College of Academic Pursuits
College of Academic Pursuits
66 Authentic Avenue, Cadence
Industry: Education
Entity type: Non-profit, public
Product: Secondary education
Specialties: Geology, chemistry, business and enterprise management, logistics
Enrollment: 27,700
Revenue (CRRS): G
Colors: Eggplant, Outrageous Orange
College of Academic Pursuits (CAP) is a public institution of secondary education located in Cadence. CAP offers secondary degrees in the areas generalizing in the natural sciences, human arts and sciences, business and enterprise management.
The College of Academic Pursuits is noted throughout southern Illuminatia for its specialized degrees in geology, business management, and industrial and enterprise logistics. Students are enticed to Cadence to attend CAP thanks to its geographic proximity to the natural resources extraction and manipulation industries in the nearby foothills of the Transilluminatian Range. Students who graduate with geology degrees are especially equipped to go to work in the sustainable mining and renewable resources production enterprises that are so popular in the region. It is fairly common for businesses based in the nearby South Coast Megalopolitan Complex to be led by graduates from CAP's business and enterprise management curricula.
Total enrollment at the College of Academic Pursuits is measured at 27,700 students. The populations of Symphonic Bay area cities such as Symphony and Allegro are strongly represented in the student body. UOU receives funding and oversight from the Bureau of Education and Enlightenment. As with most public educational institutions, public funding accounts for nearly all of CAP's operational resources. The university's annual revenue is reported to be about 3,055,000μ/AU. As with all public education institutions, the College of Academic Pursuits enjoys a nearly 100% placement rate upon graduation thanks to a government-assisted matching system.

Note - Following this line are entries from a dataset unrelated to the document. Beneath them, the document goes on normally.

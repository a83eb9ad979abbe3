//! discharge-server library crate
//!
//! Exposes `build_app` and `config` for integration tests.
//! The actual binary entrypoint is in `main.rs`.

pub mod ai;
pub mod config;
pub mod db;
pub mod error;
mod middleware;
mod routes;

use axum::{Extension, Router, middleware as axum_mw, routing::get};
use deadpool_postgres::Pool;
use tower_http::cors::{Any, CorsLayer};
use tower_http::trace::TraceLayer;

use ai::{Coordinator, InferenceClient, PromptBuilder};
use config::Config;
use db::{PatientRepository, SummaryRepository};

/// Shared application state handed to every handler.
#[derive(Clone)]
pub struct AppState {
    pub pool: Pool,
    pub patients: PatientRepository,
    pub summaries: SummaryRepository,
    pub prompt: PromptBuilder,
    /// None when no inference token is configured; summarization endpoints
    /// answer 503 in that case while the rest of the API stays up.
    pub coordinator: Option<Coordinator<InferenceClient, SummaryRepository>>,
    pub model: String,
}

/// Build the full application router with all routes and middleware.
///
/// Extracted from `main()` so integration tests can construct the app
/// without binding to a TCP port.
pub fn build_app(pool: Pool, config: &Config) -> Router {
    let patients = PatientRepository::new(pool.clone());
    let summaries = SummaryRepository::new(pool.clone());
    let prompt = PromptBuilder::new(config);

    // Coordinator is only wired up when a token is present.
    let coordinator = config.hf_token.as_ref().map(|token| {
        let client = InferenceClient::new(config, token.clone());
        Coordinator::new(client, summaries.clone(), config.coordinator_wait)
    });

    let state = AppState {
        pool,
        patients,
        summaries,
        prompt,
        coordinator,
        model: config.model.clone(),
    };

    // Create rate limiter
    let rate_limiter = middleware::create_rate_limiter(config.rate_limit_rps);

    let api_routes = routes::api_routes()
        .layer(axum_mw::from_fn(middleware::rate_limit_middleware))
        .layer(Extension(rate_limiter));

    // Install Prometheus metrics recorder.
    // Use build_recorder() + set_global_recorder() so that repeated calls
    // (e.g. in integration tests) don't panic: the second install is
    // silently ignored and we still get a valid handle for /metrics.
    let recorder = metrics_exporter_prometheus::PrometheusBuilder::new().build_recorder();
    let prometheus_handle = recorder.handle();
    let _ = metrics::set_global_recorder(recorder);

    // Operational routes, outside the rate limit
    let ops_routes = Router::new()
        .route("/health", get(routes::health::check))
        .route("/health/ai", get(routes::health::ai_status))
        .route("/metrics", get(routes::metrics::get))
        .layer(Extension(prometheus_handle));

    // Build CORS layer
    let cors = if config.cors_origins.iter().any(|o| o == "*") {
        CorsLayer::new()
            .allow_origin(Any)
            .allow_methods(Any)
            .allow_headers(Any)
    } else {
        let origins: Vec<_> = config
            .cors_origins
            .iter()
            .filter_map(|o| o.parse().ok())
            .collect();
        CorsLayer::new()
            .allow_origin(origins)
            .allow_methods(Any)
            .allow_headers(Any)
    };

    // Build application
    Router::new()
        .merge(ops_routes)
        .merge(api_routes)
        .with_state(state)
        .layer(axum_mw::from_fn(middleware::audit_middleware))
        .layer(axum_mw::from_fn(middleware::request_id_middleware))
        .layer(cors)
        .layer(TraceLayer::new_for_http())
        .layer(axum_mw::from_fn(middleware::metrics_middleware))
}
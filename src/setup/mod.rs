mod log_format;
pub use log_format::*;

mod setup;
pub use setup::*;

#[cfg(test)]
mod test_format;
use index::Bst;

use crate::EngineError;
use crate::Record;
use crate::Rid;

/// Upper bound for last-name prefix scans. '~' sorts after every ASCII
/// lowercase letter, so any realistic lowercase last name falls below it.
const LAST_KEY_SENTINEL: &str = "~";

/// Engine owns the record heap and both indexes and keeps the three
/// structures consistent.
///
/// The heap is append-only: a record's slot(its Rid) never moves and is
/// never reused. Deletion is logical, the record keeps its slot while both
/// indexes drop it. One logical caller at a time; there is no internal
/// synchronization.
pub struct Engine {
    heap: Vec<Record>,
    id_index: Bst<i64, Rid>,
    last_index: Bst<String, Vec<Rid>>,
}

impl Default for Engine {
    fn default() -> Engine {
        Engine::new()
    }
}

impl Engine {
    pub fn new() -> Engine {
        Engine {
            heap: Vec::new(),
            id_index: Bst::new(),
            last_index: Bst::new(),
        }
    }

    /// number of heap slots, deleted records included.
    pub fn heap_len(&self) -> usize {
        self.heap.len()
    }

    /// record_at returns the record in slot `rid`, deleted or not.
    pub fn record_at(&self, rid: Rid) -> Option<&Record> {
        self.heap.get(rid)
    }

    /// insert_record appends `rec` to the heap and registers it in both
    /// indexes. Returns the Rid assigned to it.
    ///
    /// An existing live record with the same id loses its id-index mapping
    /// to the new one; avoiding or accepting that is up to the caller.
    pub fn insert_record(&mut self, rec: Record) -> Rid {
        let rid = self.heap.len();
        let id = rec.id;
        let last_key = rec.last.to_lowercase();

        if self.id_index.find(&id).is_some() {
            warn!("live id mapping overwritten"; "id" => id, "rid" => rid);
        }

        self.heap.push(Record {
            deleted: false,
            ..rec
        });
        self.id_index.insert(id, rid);

        if let Some(bucket) = self.last_index.find(&last_key) {
            bucket.push(rid);
        } else {
            self.last_index.insert(last_key, vec![rid]);
        }

        debug!("record inserted"; "id" => id, "rid" => rid);
        rid
    }

    /// delete_by_id soft-deletes the record with `id`: flips its deleted
    /// flag and drops it from both indexes. Ok(false) when no live record
    /// has that id.
    ///
    /// The bucket removal is keyed by the last name stored in the record at
    /// deletion time, not by anything re-derived later.
    pub fn delete_by_id(&mut self, id: i64) -> Result<bool, EngineError> {
        let rid = match self.id_index.find(&id) {
            Some(rid) => *rid,
            None => return Ok(false),
        };

        let heap_len = self.heap.len();
        let rec = self
            .heap
            .get_mut(rid)
            .ok_or(EngineError::CorruptIndex(rid, heap_len))?;
        rec.deleted = true;
        let last_key = rec.last.to_lowercase();

        self.id_index.erase(&id);

        let mut emptied = false;
        if let Some(bucket) = self.last_index.find(&last_key) {
            bucket.retain(|r| *r != rid);
            emptied = bucket.is_empty();
        }
        // no empty bucket may persist
        if emptied {
            self.last_index.erase(&last_key);
        }

        debug!("record soft-deleted"; "id" => id, "rid" => rid);
        Ok(true)
    }

    /// find_by_id returns the live record with `id` together with the number
    /// of key comparisons this one lookup cost.
    ///
    /// A deleted record is reported as absent, exactly like an unknown id.
    pub fn find_by_id(&mut self, id: i64) -> Result<(Option<&Record>, u64), EngineError> {
        self.id_index.reset_metrics();
        let rid = self.id_index.find(&id).map(|rid| *rid);
        let cmps = self.id_index.comparisons();

        let rid = match rid {
            Some(rid) => rid,
            None => return Ok((None, cmps)),
        };

        let heap_len = self.heap.len();
        let rec = self
            .heap
            .get(rid)
            .ok_or(EngineError::CorruptIndex(rid, heap_len))?;
        if rec.deleted {
            return Ok((None, cmps));
        }
        Ok((Some(rec), cmps))
    }

    /// range_by_id returns the live records with id in `[lo, hi]` inclusive,
    /// in ascending id order, and the comparison count of the traversal.
    pub fn range_by_id(&mut self, lo: i64, hi: i64) -> (Vec<&Record>, u64) {
        self.id_index.reset_metrics();

        let heap = &self.heap;
        let mut hits = Vec::new();
        self.id_index.range_apply(&lo, &hi, |_, rid: &Rid| {
            // bounds and liveness are independent checks
            if let Some(rec) = heap.get(*rid) {
                if !rec.deleted {
                    hits.push(rec);
                }
            }
        });

        (hits, self.id_index.comparisons())
    }

    /// prefix_by_last returns every live record whose lowercase last name
    /// starts with lowercase `prefix`, and the comparison count.
    ///
    /// The scan runs over `[prefix, sentinel]`, which also admits keys that
    /// sort after the prefix without containing it, so the visitor
    /// re-verifies the prefix on every visited key.
    pub fn prefix_by_last(&mut self, prefix: &str) -> (Vec<&Record>, u64) {
        self.last_index.reset_metrics();

        let want = prefix.to_lowercase();
        let hi = LAST_KEY_SENTINEL.to_string();

        let heap = &self.heap;
        let mut hits = Vec::new();
        self.last_index.range_apply(&want, &hi, |key, bucket: &Vec<Rid>| {
            if !key.starts_with(&want) {
                return;
            }
            for rid in bucket {
                if let Some(rec) = heap.get(*rid) {
                    if !rec.deleted {
                        hits.push(rec);
                    }
                }
            }
        });

        (hits, self.last_index.comparisons())
    }
}
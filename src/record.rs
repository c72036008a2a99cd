/// Rid is the stable position of a record in the append-only heap.
/// It is assigned at insertion and never reused or reassigned.
pub type Rid = usize;

/// One roster record.
///
/// `id` is unique among live records and feeds the id index; `last` feeds
/// the non-unique last-name index; `first` is not indexed. Deletion is
/// logical: `deleted` hides the record from every lookup while its heap
/// slot stays put.
#[derive(Clone, Debug, PartialEq, Eq)]
pub struct Record {
    pub id: i64,
    pub first: String,
    pub last: String,
    pub deleted: bool,
}

impl Record {
    pub fn new(id: i64, first: &str, last: &str) -> Record {
        Record {
            id,
            first: first.to_string(),
            last: last.to_string(),
            deleted: false,
        }
    }
}
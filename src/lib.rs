#[macro_use]
extern crate quick_error;

#[macro_use]
extern crate slog_global;

mod errors;
pub use errors::*;

mod record;
pub use record::*;

mod engine;
pub use engine::*;

pub mod setup;
mod bst;
pub use bst::*;
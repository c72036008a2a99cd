quick_error! {
    /// Errors the engine surfaces when it finds a structural invariant
    /// broken. Callers must treat these as fatal: with a single writer they
    /// cannot occur.
    #[derive(Debug, PartialEq, Eq)]
    pub enum EngineError {
        CorruptIndex(rid: usize, heap_len: usize) {
            display("index entry refers to rid {} outside heap of len {}", rid, heap_len)
        }
    }
}
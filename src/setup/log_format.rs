use std::{io, result};

use slog::{Drain, OwnedKVList, Record, KV};
use slog_term::{Decorator, RecordDecorator, Serializer};

pub const TIMESTAMP_FORMAT: &str = "%Y/%m/%d %H:%M:%S%.3f %:z";

/// RosterFormat lays a log record out as
/// `[timestamp] [LEVEL] [file:line] msg key: value, ...`.
pub struct RosterFormat<D>
where
    D: Decorator,
{
    decorator: D,
}

impl<D> Drain for RosterFormat<D>
where
    D: Decorator,
{
    type Ok = ();
    type Err = io::Error;

    fn log(&self, record: &Record, values: &OwnedKVList) -> result::Result<Self::Ok, Self::Err> {
        self.format(record, values)
    }
}

impl<D> RosterFormat<D>
where
    D: Decorator,
{
    pub fn new(d: D) -> RosterFormat<D> {
        RosterFormat { decorator: d }
    }

    fn format(&self, record: &Record, values: &OwnedKVList) -> io::Result<()> {
        self.decorator.with_record(record, values, |decorator| {
            write_log_header(decorator, record)?;
            write_log_fields(decorator, record, values)?;

            decorator.start_whitespace()?;
            writeln!(decorator)?;

            decorator.flush()
        })
    }
}

/// write the `[timestamp] [LEVEL] [file:line] msg` part
fn write_log_header(rd: &mut dyn RecordDecorator, record: &Record) -> io::Result<()> {
    rd.start_timestamp()?;
    write!(rd, "[{}]", chrono::Local::now().format(TIMESTAMP_FORMAT))?;

    rd.start_whitespace()?;
    write!(rd, " ")?;

    rd.start_level()?;
    write!(rd, "[{}]", record.level().as_short_str())?;

    rd.start_whitespace()?;
    write!(rd, " ")?;

    // there is no `start_line()` or `start_file()`
    rd.start_msg()?;
    write!(rd, "[{}:{}]", record.file(), record.line())?;

    rd.start_whitespace()?;
    write!(rd, " ")?;

    rd.start_msg()?;
    write!(rd, "{}", record.msg())
}

/// write the record key-values
fn write_log_fields(
    rd: &mut dyn RecordDecorator,
    record: &Record,
    values: &OwnedKVList,
) -> io::Result<()> {
    let mut serializer = Serializer::new(rd, false, true); // no comma, print record kvs just as what write

    record.kv().serialize(record, &mut serializer)?;
    values.serialize(record, &mut serializer)?;

    serializer.finish()
}
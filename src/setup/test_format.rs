use std::cell::RefCell;
use std::io::{self, Write};
use std::str::from_utf8;

use chrono::DateTime;
use slog::{slog_debug, slog_info, slog_warn, Drain};

use super::log_format::RosterFormat;
use super::log_format::TIMESTAMP_FORMAT;

thread_local! {
    static BUFFER: RefCell<Vec<u8>> = RefCell::new(Vec::new());
}

struct TestWriter;

impl Write for TestWriter {
    fn write(&mut self, buf: &[u8]) -> io::Result<usize> {
        BUFFER.with(|buffer| buffer.borrow_mut().write(buf))
    }
    fn flush(&mut self) -> io::Result<()> {
        BUFFER.with(|buffer| buffer.borrow_mut().flush())
    }
}

#[test]
fn test_roster_format() {
    let decorator = slog_term::PlainSyncDecorator::new(TestWriter);
    let drain = RosterFormat::new(decorator).fuse();
    let logger = slog::Logger::root(drain, slog::o!());

    slog_info!(logger, "logger ready");

    slog_debug!(logger, "record inserted: "; "id" => 3, "rid" => 0);

    slog_warn!(logger, "live id mapping overwritten: "; "id" => 3, "rid" => 7);

    let expect = r#"[2020/05/03 10:13:55.035 +08:00] [INFO] [src/setup/test_format.rs:32] logger ready
[2020/05/03 10:13:55.038 +08:00] [DEBG] [src/setup/test_format.rs:34] record inserted: id: 3, rid: 0
[2020/05/03 10:13:55.038 +08:00] [WARN] [src/setup/test_format.rs:36] live id mapping overwritten: id: 3, rid: 7
"#;

    BUFFER.with(|buffer| {
        let buffer = buffer.borrow_mut();
        let output = from_utf8(&*buffer).unwrap();

        for (output_line, expect_line) in output.lines().zip(expect.lines()) {
            let date_time = &output_line[1..31];
            assert!(valid_date_time(date_time));

            let exp_msg = &expect_line[32..];
            let out_msg = &output_line[32..];

            assert_eq!(exp_msg, out_msg);
        }
    })
}

fn valid_date_time(dt: &str) -> bool {
    DateTime::parse_from_str(dt, TIMESTAMP_FORMAT).is_ok()
}
use std::io::{BufWriter, Write};

use format_json::JsonWriter;
use format_xml::XmlWriter;

use crate::cmd::load_dataset;
use crate::config::{OutputFormat, RenderArgs, TabulaConfig};
use crate::error::CliError;

pub fn run(args: RenderArgs) -> Result<(), CliError> {
    let config = TabulaConfig::load_opt(args.config.as_deref())?;
    if let Some(path) = &args.config {
        tracing::info!(config = %path.display(), "loaded config");
    }

    let format = args.format.unwrap_or(config.format);
    let pretty = args.pretty || config.pretty;

    let table = load_dataset(&args.input)?.into_table(&config.memory)?;
    tracing::info!(
        input = %args.input.display(),
        columns = table.schema().len(),
        ?format,
        "rendering dataset"
    );

    let mut out = BufWriter::new(std::io::stdout().lock());
    let rows = match format {
        OutputFormat::Json => JsonWriter::new(&mut out)
            .pretty(pretty)
            .write_source(table.to_json())?,
        OutputFormat::Xml => {
            let root = args.root.as_deref().or(config.xml.root.as_deref());
            let row = args.row.as_deref().or(config.xml.row.as_deref());
            let mut options = config.xml.writer.clone();
            if pretty && options.indent.is_none() {
                options.indent = Some(2);
            }
            XmlWriter::new(&mut out, options).write_source(table.to_xml(root, row))?
        }
    };
    out.flush()?;

    tracing::info!(rows, "render finished");
    Ok(())
}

CAP students are known particularly for their semi-annual prank involving the surreptitious deposition of samples of some novel synthetically material created by the college's chemistry students within a mining or excavation operation in the nearby foothills in efforts to let the material be later uncovered. Sometimes it has taken up to one-half annual unit for the students' prank to be exposed. On occasion, the student-synthesized mineral samples uncovered by mining operators have been the subject of some scientific speculation upon their so-called discovery. However, following one infamous incident that resulted in continent-wide conjecture and intense studying at the most reputable of Illuminatia's chemical laboratories, an anonymous student letter is now traditionally published in the college's student newspaper claiming responsibility for the stunt following the initial public disclosure of the discovery.